» **Data provided**

//! Compact view of open carts, for listings.

use super::{contradiction, overflow};
use crate::events::ShoppingCartEvent;
use crate::types::{ClientId, Money, ShoppingCartId};
use composable_es_core::projection::{Projection, ProjectionStore, Result};
use composable_es_projections::ReadModelTable;
use serde::{Deserialize, Serialize};
use std::sync::Arc;

/// Key prefix of [`ShoppingCartShortInfo`] rows.
pub const PREFIX: &str = "cart_short_info:";

/// Totals of a pending cart, keyed by cart id.
///
/// The row is deleted once the cart is confirmed or canceled.
#[derive(Clone, Debug, PartialEq, Eq, Serialize, Deserialize)]
pub struct ShoppingCartShortInfo {
    /// Cart
    pub id: ShoppingCartId,
    /// Owning client
    pub client_id: ClientId,
    /// Sum of line quantities
    pub total_items_count: u32,
    /// Sum of line amounts
    pub total_amount: Money,
}

/// Maintains [`ShoppingCartShortInfo`].
pub struct ShoppingCartShortInfoProjection<S> {
    table: ReadModelTable<S, ShoppingCartShortInfo>,
}

impl<S: ProjectionStore> ShoppingCartShortInfoProjection<S> {
    /// Create the projection over `store`.
    #[must_use]
    pub const fn new(store: Arc<S>) -> Self {
        Self {
            table: ReadModelTable::new(store, PREFIX),
        }
    }
}

impl<S: ProjectionStore> Projection for ShoppingCartShortInfoProjection<S> {
    type Event = ShoppingCartEvent;

    fn name(&self) -> &str {
        "shopping_cart_short_info"
    }

    async fn apply_event(&self, event: &ShoppingCartEvent) -> Result<()> {
        match event {
            ShoppingCartEvent::Opened {
                cart_id, client_id, ..
            } => {
                let row = ShoppingCartShortInfo {
                    id: *cart_id,
                    client_id: *client_id,
                    total_items_count: 0,
                    total_amount: Money::ZERO,
                };
                self.table.save(cart_id, &row).await
            }
            ShoppingCartEvent::ProductItemAdded { cart_id, item, .. } => {
                let key = self.table.key(cart_id);
                let mut row = self.table.require(self.name(), cart_id).await?;
                row.total_items_count = row
                    .total_items_count
                    .checked_add(item.quantity)
                    .ok_or_else(|| overflow(&key))?;
                row.total_amount = item
                    .checked_total_amount()
                    .and_then(|amount| row.total_amount.checked_add(amount))
                    .ok_or_else(|| overflow(&key))?;
                self.table.save(cart_id, &row).await
            }
            ShoppingCartEvent::ProductItemRemoved { cart_id, item, .. } => {
                let key = self.table.key(cart_id);
                let mut row = self.table.require(self.name(), cart_id).await?;
                row.total_items_count = row.total_items_count.checked_sub(item.quantity).ok_or_else(|| {
                    contradiction(
                        &key,
                        format!("holds {} units, event removes {}", row.total_items_count, item.quantity),
                    )
                })?;
                row.total_amount = item
                    .checked_total_amount()
                    .and_then(|amount| row.total_amount.checked_sub(amount))
                    .ok_or_else(|| overflow(&key))?;
                self.table.save(cart_id, &row).await
            }
            ShoppingCartEvent::Confirmed { cart_id, .. } | ShoppingCartEvent::Canceled { cart_id, .. } => {
                tracing::debug!(cart_id = %cart_id, "Cart closed, dropping short info");
                self.table.delete(cart_id).await
            }
        }
    }

    async fn rebuild(&self) -> Result<()> {
        self.table.clear().await?;
        Ok(())
    }
}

» **Activity**
The string to find is "crate"; copy every line of the listing that has it.

» **Answer area**
use crate::events::ShoppingCartEvent;
use crate::types::{ClientId, Money, ShoppingCartId};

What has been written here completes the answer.